Dataset entries =
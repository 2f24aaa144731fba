use std::sync::Arc;
use std::time::Duration;

use async_trait::async_trait;
use chrono::{DateTime, Duration as ChronoDuration, Utc};
use tracing::{debug, info, instrument};
use uuid::Uuid;

use crate::error::SchedulingError;
use crate::models::{AvailabilityRequest, BookedInterval, ProviderSchedule, TimeSlot};
use crate::services::cache::AvailabilityCache;
use crate::services::generator::generate_slots;
use crate::services::schedule_store::ScheduleStore;

/// Source of time already committed to active appointments.
#[async_trait]
pub trait BookingSource: Send + Sync {
    async fn booked_intervals(
        &self,
        provider_ids: &[Uuid],
        from: DateTime<Utc>,
        to: DateTime<Utc>,
    ) -> Result<Vec<BookedInterval>, SchedulingError>;
}

pub struct AvailabilityService {
    schedules: Arc<dyn ScheduleStore>,
    bookings: Arc<dyn BookingSource>,
    cache: Arc<dyn AvailabilityCache>,
    cache_ttl: Duration,
}

impl AvailabilityService {
    pub fn new(
        schedules: Arc<dyn ScheduleStore>,
        bookings: Arc<dyn BookingSource>,
        cache: Arc<dyn AvailabilityCache>,
        cache_ttl: Duration,
    ) -> Self {
        Self { schedules, bookings, cache, cache_ttl }
    }

    #[instrument(skip(self), fields(provider_id = ?request.provider_id))]
    pub async fn available_slots(
        &self,
        request: &AvailabilityRequest,
    ) -> Result<Vec<TimeSlot>, SchedulingError> {
        let query = request.to_query();
        query.validate()?;

        let key = request.cache_key();
        if let Some(slots) = self.cache.get(&key).await {
            debug!("Availability cache hit for {}", key);
            return Ok(slots);
        }

        let schedules = self
            .schedules
            .find(request.provider_id, request.provider_type)
            .await?;
        if schedules.is_empty() {
            return Ok(Vec::new());
        }

        // A booking that started the day before can still run into the window.
        let (window_start, window_end) = query.window();
        let provider_ids: Vec<Uuid> = schedules.iter().map(|s| s.provider_id).collect();
        let booked = self
            .bookings
            .booked_intervals(&provider_ids, window_start - ChronoDuration::days(1), window_end)
            .await?;

        let slots = generate_slots(&schedules, &booked, &query)?;
        self.cache.put(&key, &slots, self.cache_ttl).await;

        debug!(
            "Computed {} slots across {} schedules for {}",
            slots.len(),
            schedules.len(),
            key
        );
        Ok(slots)
    }

    pub async fn get_schedule(&self, provider_id: Uuid) -> Result<ProviderSchedule, SchedulingError> {
        self.schedules
            .get(provider_id)
            .await?
            .ok_or(SchedulingError::ScheduleNotFound(provider_id))
    }

    /// Replaces a provider's schedule and drops every cached answer it may
    /// have contributed to.
    #[instrument(skip(self, schedule), fields(provider_id = %schedule.provider_id))]
    pub async fn update_schedule(
        &self,
        mut schedule: ProviderSchedule,
    ) -> Result<ProviderSchedule, SchedulingError> {
        schedule.validate()?;

        let now = Utc::now();
        schedule.created_at = match self.schedules.get(schedule.provider_id).await? {
            Some(existing) => existing.created_at,
            None => now,
        };
        schedule.updated_at = now;

        let saved = self.schedules.upsert(schedule).await?;
        let removed = self.cache.invalidate_provider(saved.provider_id).await;
        info!(
            "Schedule for provider {} updated, {} cached entries invalidated",
            saved.provider_id, removed
        );
        Ok(saved)
    }

    pub async fn invalidate_provider(&self, provider_id: Uuid) -> usize {
        self.cache.invalidate_provider(provider_id).await
    }
}
pub mod error;
pub mod events;
pub mod handlers;
pub mod models;
pub mod router;
pub mod services;

pub use error::{AppointmentError, DirectoryError, StoreError};
pub use events::appointment_dispatcher;
pub use models::*;
pub use router::{appointment_routes, AppointmentState};
pub use services::*;
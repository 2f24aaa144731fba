use std::sync::Arc;

use axum::{
    body::Body,
    extract::State,
    http::{header::AUTHORIZATION, Request},
    middleware::Next,
    response::Response,
};

use shared_config::AppConfig;
use shared_models::error::AppError;

use crate::jwt::validate_token;

/// Validates the bearer token and stores the resulting `User` in the request
/// extensions for handlers to pick up with `Extension<User>`.
pub async fn auth_middleware(
    State(config): State<Arc<AppConfig>>,
    mut request: Request<Body>,
    next: Next,
) -> Result<Response, AppError> {
    let auth_value = request
        .headers()
        .get(AUTHORIZATION)
        .ok_or_else(|| AppError::Auth("Missing authorization header".to_string()))?
        .to_str()
        .map_err(|_| AppError::Auth("Invalid authorization header format".to_string()))?;

    let token = auth_value
        .strip_prefix("Bearer ")
        .ok_or_else(|| AppError::Auth("Invalid authorization header format".to_string()))?;

    let user = validate_token(token, &config.supabase_jwt_secret)
        .map_err(|e| AppError::Auth(e.to_string()))?;

    request.extensions_mut().insert(user);

    Ok(next.run(request).await)
}
use std::sync::Arc;

use axum::{
    extract::{Extension, Path, Query, State},
    Json,
};
use chrono::Utc;
use serde_json::{json, Value};
use tracing::warn;
use uuid::Uuid;

use messaging_cell::{routing, APPOINTMENTS_EXCHANGE};
use shared_models::auth::User;
use shared_models::error::AppError;

use crate::models::{AvailabilityRequest, ProviderSchedule};
use crate::router::SchedulingState;

#[axum::debug_handler]
pub async fn get_available_slots(
    State(state): State<Arc<SchedulingState>>,
    Extension(_user): Extension<User>,
    Query(request): Query<AvailabilityRequest>,
) -> Result<Json<Value>, AppError> {
    let slots = state.availability.available_slots(&request).await?;
    let query = request.to_query();

    Ok(Json(json!({
        "slots": slots,
        "total": slots.len(),
        "start_date": query.start_date,
        "end_date": query.end_date,
        "duration_minutes": query.duration_minutes,
    })))
}

#[axum::debug_handler]
pub async fn get_provider_schedule(
    State(state): State<Arc<SchedulingState>>,
    Extension(_user): Extension<User>,
    Path(provider_id): Path<Uuid>,
) -> Result<Json<Value>, AppError> {
    let schedule = state.availability.get_schedule(provider_id).await?;
    Ok(Json(json!(schedule)))
}

/// Providers may replace their own schedule; admins may replace any.
#[axum::debug_handler]
pub async fn update_provider_schedule(
    State(state): State<Arc<SchedulingState>>,
    Extension(user): Extension<User>,
    Path(provider_id): Path<Uuid>,
    Json(schedule): Json<ProviderSchedule>,
) -> Result<Json<Value>, AppError> {
    if schedule.provider_id != provider_id {
        return Err(AppError::BadRequest(
            "provider_id in body does not match path".to_string(),
        ));
    }
    if user.id != provider_id.to_string() && !user.is_admin() {
        return Err(AppError::Forbidden(
            "Not authorized to modify this provider's schedule".to_string(),
        ));
    }

    let saved = state.availability.update_schedule(schedule).await?;

    let published = state
        .publisher
        .publish_best_effort(
            APPOINTMENTS_EXCHANGE,
            routing::PROVIDER_SCHEDULE_UPDATED,
            &json!({
                "provider_id": saved.provider_id,
                "provider_type": saved.provider_type,
                "timestamp": Utc::now(),
            }),
        )
        .await;
    if !published {
        warn!("Schedule change for {} was not announced", saved.provider_id);
    }

    Ok(Json(json!({
        "success": true,
        "schedule": saved,
    })))
}
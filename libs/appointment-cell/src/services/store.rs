use std::collections::HashMap;

use async_trait::async_trait;
use chrono::{DateTime, Utc};
use tokio::sync::RwLock;
use tracing::debug;
use uuid::Uuid;

use crate::error::StoreError;
use crate::models::{
    Appointment, AppointmentDetails, AppointmentFilter, AppointmentNotification, AppointmentStatus,
};

/// Persistence for appointment records. Implementations own the
/// no-overlap rule and the conditional status write.
#[async_trait]
pub trait AppointmentStore: Send + Sync {
    /// Fails with `StoreError::Overlap` when the provider already holds an
    /// active appointment intersecting the new one.
    async fn insert(&self, appointment: Appointment) -> Result<Appointment, StoreError>;

    async fn get(&self, id: Uuid) -> Result<Option<Appointment>, StoreError>;

    /// One page ordered by `appointment_date`, plus the total match count.
    async fn list(&self, filter: &AppointmentFilter) -> Result<(Vec<Appointment>, u64), StoreError>;

    /// Writes `target` only if the record is still in `expected`.
    async fn update_status(
        &self,
        id: Uuid,
        expected: AppointmentStatus,
        target: AppointmentStatus,
        cancellation_reason: Option<String>,
    ) -> Result<Appointment, StoreError>;

    async fn update_details(
        &self,
        id: Uuid,
        details: &AppointmentDetails,
    ) -> Result<Appointment, StoreError>;

    /// Active appointments of the given providers starting in `[from, to)`.
    async fn active_for_providers(
        &self,
        provider_ids: &[Uuid],
        from: DateTime<Utc>,
        to: DateTime<Utc>,
    ) -> Result<Vec<Appointment>, StoreError>;
}

#[async_trait]
pub trait NotificationStore: Send + Sync {
    /// Stores the notification unless one with the same appointment,
    /// recipient and kind exists. Returns whether it was stored.
    async fn record(&self, notification: AppointmentNotification) -> Result<bool, StoreError>;

    async fn for_appointment(&self, appointment_id: Uuid) -> Result<Vec<AppointmentNotification>, StoreError>;
}

#[derive(Default)]
pub struct InMemoryAppointmentStore {
    appointments: RwLock<HashMap<Uuid, Appointment>>,
}

impl InMemoryAppointmentStore {
    pub fn new() -> Self {
        Self::default()
    }

    fn find_overlap<'a>(
        appointments: impl Iterator<Item = &'a Appointment>,
        candidate: &Appointment,
    ) -> bool {
        let (start, end) = (candidate.appointment_date, candidate.end());
        appointments
            .filter(|existing| existing.id != candidate.id)
            .any(|existing| existing.conflicts_with(candidate.provider_id, start, end))
    }
}

#[async_trait]
impl AppointmentStore for InMemoryAppointmentStore {
    async fn insert(&self, appointment: Appointment) -> Result<Appointment, StoreError> {
        let mut appointments = self.appointments.write().await;
        if appointment.status.blocks_slot() && Self::find_overlap(appointments.values(), &appointment) {
            return Err(StoreError::Overlap { provider_id: appointment.provider_id });
        }
        appointments.insert(appointment.id, appointment.clone());
        debug!("Stored appointment {}", appointment.id);
        Ok(appointment)
    }

    async fn get(&self, id: Uuid) -> Result<Option<Appointment>, StoreError> {
        Ok(self.appointments.read().await.get(&id).cloned())
    }

    async fn list(&self, filter: &AppointmentFilter) -> Result<(Vec<Appointment>, u64), StoreError> {
        let appointments = self.appointments.read().await;
        let mut matching: Vec<&Appointment> = appointments.values().filter(|a| filter.matches(a)).collect();
        matching.sort_by(|a, b| a.appointment_date.cmp(&b.appointment_date).then(a.id.cmp(&b.id)));

        let total = matching.len() as u64;
        let page = matching
            .into_iter()
            .skip(filter.offset() as usize)
            .take(filter.limit as usize)
            .cloned()
            .collect();
        Ok((page, total))
    }

    async fn update_status(
        &self,
        id: Uuid,
        expected: AppointmentStatus,
        target: AppointmentStatus,
        cancellation_reason: Option<String>,
    ) -> Result<Appointment, StoreError> {
        let mut appointments = self.appointments.write().await;
        let appointment = appointments.get_mut(&id).ok_or(StoreError::NotFound(id))?;
        if appointment.status != expected {
            return Err(StoreError::StatusMismatch { id, expected, actual: appointment.status });
        }

        appointment.status = target;
        if cancellation_reason.is_some() {
            appointment.cancellation_reason = cancellation_reason;
        }
        appointment.updated_at = Utc::now().max(appointment.created_at);
        Ok(appointment.clone())
    }

    async fn update_details(
        &self,
        id: Uuid,
        details: &AppointmentDetails,
    ) -> Result<Appointment, StoreError> {
        let mut appointments = self.appointments.write().await;
        let mut updated = appointments.get(&id).cloned().ok_or(StoreError::NotFound(id))?;
        details.apply(&mut updated);

        if details.moves_slot()
            && updated.status.blocks_slot()
            && Self::find_overlap(appointments.values(), &updated)
        {
            return Err(StoreError::Overlap { provider_id: updated.provider_id });
        }

        updated.updated_at = Utc::now().max(updated.created_at);
        appointments.insert(id, updated.clone());
        Ok(updated)
    }

    async fn active_for_providers(
        &self,
        provider_ids: &[Uuid],
        from: DateTime<Utc>,
        to: DateTime<Utc>,
    ) -> Result<Vec<Appointment>, StoreError> {
        let appointments = self.appointments.read().await;
        let mut active: Vec<Appointment> = appointments
            .values()
            .filter(|a| provider_ids.contains(&a.provider_id))
            .filter(|a| a.status.blocks_slot())
            .filter(|a| a.appointment_date >= from && a.appointment_date < to)
            .cloned()
            .collect();
        active.sort_by_key(|a| a.appointment_date);
        Ok(active)
    }
}

#[derive(Default)]
pub struct InMemoryNotificationStore {
    notifications: RwLock<Vec<AppointmentNotification>>,
}

impl InMemoryNotificationStore {
    pub fn new() -> Self {
        Self::default()
    }
}

#[async_trait]
impl NotificationStore for InMemoryNotificationStore {
    async fn record(&self, notification: AppointmentNotification) -> Result<bool, StoreError> {
        let mut notifications = self.notifications.write().await;
        let exists = notifications.iter().any(|n| {
            n.appointment_id == notification.appointment_id
                && n.recipient_id == notification.recipient_id
                && n.kind == notification.kind
        });
        if exists {
            return Ok(false);
        }
        notifications.push(notification);
        Ok(true)
    }

    async fn for_appointment(&self, appointment_id: Uuid) -> Result<Vec<AppointmentNotification>, StoreError> {
        Ok(self
            .notifications
            .read()
            .await
            .iter()
            .filter(|n| n.appointment_id == appointment_id)
            .cloned()
            .collect())
    }
}
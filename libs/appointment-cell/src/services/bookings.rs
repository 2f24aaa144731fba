use std::sync::Arc;

use async_trait::async_trait;
use chrono::{DateTime, Utc};
use uuid::Uuid;

use scheduling_cell::{BookedInterval, BookingSource, SchedulingError};

use crate::services::store::AppointmentStore;

/// Feeds active appointments into slot generation.
pub struct StoreBookingSource {
    store: Arc<dyn AppointmentStore>,
}

impl StoreBookingSource {
    pub fn new(store: Arc<dyn AppointmentStore>) -> Self {
        Self { store }
    }
}

#[async_trait]
impl BookingSource for StoreBookingSource {
    async fn booked_intervals(
        &self,
        provider_ids: &[Uuid],
        from: DateTime<Utc>,
        to: DateTime<Utc>,
    ) -> Result<Vec<BookedInterval>, SchedulingError> {
        let active = self
            .store
            .active_for_providers(provider_ids, from, to)
            .await
            .map_err(|e| SchedulingError::Bookings(e.to_string()))?;

        Ok(active
            .into_iter()
            .map(|appointment| BookedInterval {
                provider_id: appointment.provider_id,
                start: appointment.appointment_date,
                duration_minutes: appointment.duration_minutes,
            })
            .collect())
    }
}
/// Partial update. `status` goes through the lifecycle lattice; the rest
/// are plain field replacements.
#[derive(Debug, Clone, Default, Serialize, Deserialize)]
pub struct UpdateAppointmentRequest {
    #[serde(default)]
    pub appointment_date: Option<DateTime<Utc>>,
    #[serde(default)]
    pub duration_minutes: Option<i64>,
    #[serde(default)]
    pub reason: Option<String>,
    #[serde(default)]
    pub notes: Option<String>,
    #[serde(default)]
    pub status: Option<AppointmentStatus>,
    #[serde(rename = "virtual", default)]
    pub is_virtual: Option<bool>,
    #[serde(default)]
    pub meeting_link: Option<String>,
    #[serde(default)]
    pub medical_file_ids: Option<Vec<String>>,
}

impl UpdateAppointmentRequest {
    pub fn validate(&self) -> Result<(), AppointmentError> {
        if let Some(duration) = self.duration_minutes {
            validate_duration(duration)?;
        }
        Ok(())
    }

    pub fn details(&self) -> AppointmentDetails {
        AppointmentDetails {
            appointment_date: self.appointment_date,
            duration_minutes: self.duration_minutes,
            reason: self.reason.clone(),
            notes: self.notes.clone(),
            is_virtual: self.is_virtual,
            meeting_link: self.meeting_link.clone(),
            medical_file_ids: self.medical_file_ids.clone(),
        }
    }
}

/// Non-status fields a store may rewrite in place.
#[derive(Debug, Clone, Default, PartialEq)]
pub struct AppointmentDetails {
    pub appointment_date: Option<DateTime<Utc>>,
    pub duration_minutes: Option<i64>,
    pub reason: Option<String>,
    pub notes: Option<String>,
    pub is_virtual: Option<bool>,
    pub meeting_link: Option<String>,
    pub medical_file_ids: Option<Vec<String>>,
}
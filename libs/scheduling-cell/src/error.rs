use thiserror::Error;
use uuid::Uuid;

use shared_models::error::AppError;

#[derive(Error, Debug)]
pub enum SchedulingError {
    #[error("Validation error: {0}")]
    Validation(String),

    #[error("Schedule for provider {0} not found")]
    ScheduleNotFound(Uuid),

    #[error("Schedule storage error: {0}")]
    Storage(String),

    #[error("Booking lookup failed: {0}")]
    Bookings(String),

    #[error("Redis connection error: {0}")]
    Redis(#[from] redis::RedisError),

    #[error("Serialization error: {0}")]
    Serialization(#[from] serde_json::Error),
}

impl From<SchedulingError> for AppError {
    fn from(error: SchedulingError) -> Self {
        match error {
            SchedulingError::Validation(msg) => AppError::ValidationError(msg),
            SchedulingError::ScheduleNotFound(id) => {
                AppError::NotFound(format!("Schedule for provider {} not found", id))
            }
            SchedulingError::Bookings(msg) => AppError::ServiceUnavailable(msg),
            other => AppError::Internal(other.to_string()),
        }
    }
}
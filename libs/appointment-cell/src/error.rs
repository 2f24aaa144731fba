use thiserror::Error;
use uuid::Uuid;

use messaging_cell::HandlerError;
use shared_models::error::AppError;

use crate::models::AppointmentStatus;

#[derive(Error, Debug, Clone, PartialEq, Eq)]
pub enum StoreError {
    #[error("Appointment {0} not found")]
    NotFound(Uuid),

    #[error("Provider {provider_id} already has an active appointment overlapping the requested time")]
    Overlap { provider_id: Uuid },

    /// The conditional update lost a race or the record moved on.
    #[error("Appointment {id} is {actual}, expected {expected}")]
    StatusMismatch {
        id: Uuid,
        expected: AppointmentStatus,
        actual: AppointmentStatus,
    },

    #[error("Store backend error: {0}")]
    Backend(String),
}

#[derive(Error, Debug, Clone, PartialEq, Eq)]
pub enum DirectoryError {
    #[error("{entity} {id} not found in {service}")]
    NotFound {
        service: String,
        entity: &'static str,
        id: Uuid,
    },

    #[error("{service} refused the lookup with HTTP {status}")]
    Refused { service: String, status: u16 },

    #[error("{service} unavailable: {reason}")]
    Unavailable { service: String, reason: String },
}

#[derive(Error, Debug)]
pub enum AppointmentError {
    #[error("Validation error: {0}")]
    Validation(String),

    #[error("Appointment {0} not found")]
    NotFound(Uuid),

    #[error("{entity} {id} not found")]
    ParticipantNotFound { entity: &'static str, id: Uuid },

    #[error("{0}")]
    Forbidden(String),

    #[error("{0}")]
    Conflict(String),

    #[error("Cannot move appointment from {from} to {to}")]
    InvalidTransition {
        from: AppointmentStatus,
        to: AppointmentStatus,
    },

    #[error("Dependency unavailable: {0}")]
    DependencyUnavailable(String),

    #[error("Dependency refused: {0}")]
    DependencyRefused(String),

    #[error("Storage error: {0}")]
    Storage(String),
}

impl From<StoreError> for AppointmentError {
    fn from(error: StoreError) -> Self {
        match error {
            StoreError::NotFound(id) => AppointmentError::NotFound(id),
            StoreError::Overlap { .. } | StoreError::StatusMismatch { .. } => {
                AppointmentError::Conflict(error.to_string())
            }
            StoreError::Backend(msg) => AppointmentError::Storage(msg),
        }
    }
}

impl From<DirectoryError> for AppointmentError {
    fn from(error: DirectoryError) -> Self {
        match error {
            DirectoryError::NotFound { entity, id, .. } => {
                AppointmentError::ParticipantNotFound { entity, id }
            }
            DirectoryError::Refused { .. } => AppointmentError::DependencyRefused(error.to_string()),
            DirectoryError::Unavailable { .. } => {
                AppointmentError::DependencyUnavailable(error.to_string())
            }
        }
    }
}

impl From<AppointmentError> for AppError {
    fn from(error: AppointmentError) -> Self {
        let message = error.to_string();
        match error {
            AppointmentError::Validation(msg) => AppError::ValidationError(msg),
            AppointmentError::NotFound(_) | AppointmentError::ParticipantNotFound { .. } => {
                AppError::NotFound(message)
            }
            AppointmentError::Forbidden(msg) => AppError::Forbidden(msg),
            AppointmentError::DependencyRefused(_) => AppError::Forbidden(message),
            AppointmentError::Conflict(_) | AppointmentError::InvalidTransition { .. } => {
                AppError::Conflict(message)
            }
            AppointmentError::DependencyUnavailable(_) => AppError::ServiceUnavailable(message),
            AppointmentError::Storage(_) => AppError::Database(message),
        }
    }
}

/// Consumer-side classification: only outages are worth a retry.
impl From<AppointmentError> for HandlerError {
    fn from(error: AppointmentError) -> Self {
        match error {
            AppointmentError::Validation(msg) => HandlerError::Malformed(msg),
            // Retrying with the same credentials cannot succeed.
            AppointmentError::DependencyRefused(msg) => HandlerError::Malformed(msg),
            AppointmentError::DependencyUnavailable(_) | AppointmentError::Storage(_) => {
                HandlerError::Transient(error.to_string())
            }
            other => HandlerError::Skipped(other.to_string()),
        }
    }
}

#[cfg(test)]
mod tests {
    use super::*;
    use axum::http::StatusCode;

    #[test]
    fn maps_to_http_statuses() {
        let id = Uuid::new_v4();
        let cases = vec![
            (AppointmentError::Validation("bad".into()), StatusCode::BAD_REQUEST),
            (AppointmentError::NotFound(id), StatusCode::NOT_FOUND),
            (AppointmentError::ParticipantNotFound { entity: "Patient", id }, StatusCode::NOT_FOUND),
            (AppointmentError::Forbidden("no".into()), StatusCode::FORBIDDEN),
            (StoreError::Overlap { provider_id: id }.into(), StatusCode::CONFLICT),
            (
                AppointmentError::InvalidTransition {
                    from: AppointmentStatus::Cancelled,
                    to: AppointmentStatus::Confirmed,
                },
                StatusCode::CONFLICT,
            ),
            (
                DirectoryError::Unavailable { service: "patients-service".into(), reason: "open".into() }.into(),
                StatusCode::SERVICE_UNAVAILABLE,
            ),
            (
                DirectoryError::Refused { service: "medecins-service".into(), status: 401 }.into(),
                StatusCode::FORBIDDEN,
            ),
        ];

        for (error, expected) in cases {
            assert_eq!(AppError::from(error).status_code(), expected);
        }
    }

    #[test]
    fn only_outages_are_retried_by_consumers() {
        assert!(matches!(
            HandlerError::from(AppointmentError::Storage("timeout".into())),
            HandlerError::Transient(_)
        ));
        assert!(matches!(
            HandlerError::from(AppointmentError::NotFound(Uuid::new_v4())),
            HandlerError::Skipped(_)
        ));
        assert!(matches!(
            HandlerError::from(AppointmentError::Validation("x".into())),
            HandlerError::Malformed(_)
        ));
        assert!(matches!(
            HandlerError::from(AppointmentError::DependencyRefused("401".into())),
            HandlerError::Malformed(_)
        ));
    }
}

TASK GOAL = Exactly as written, please transcribe the lines from the start of the records above to the line that holds "use crate::services::cache::AvailabilityCache;", both ends included.

FINISHED EXERCISE =
repository 2f24aaa144731fba
use std::sync::Arc;
use std::time::Duration;

use async_trait::async_trait;
use chrono::{DateTime, Duration as ChronoDuration, Utc};
use tracing::{debug, info, instrument};
use uuid::Uuid;

use crate::error::SchedulingError;
use crate::models::{AvailabilityRequest, BookedInterval, ProviderSchedule, TimeSlot};
use crate::services::cache::AvailabilityCache;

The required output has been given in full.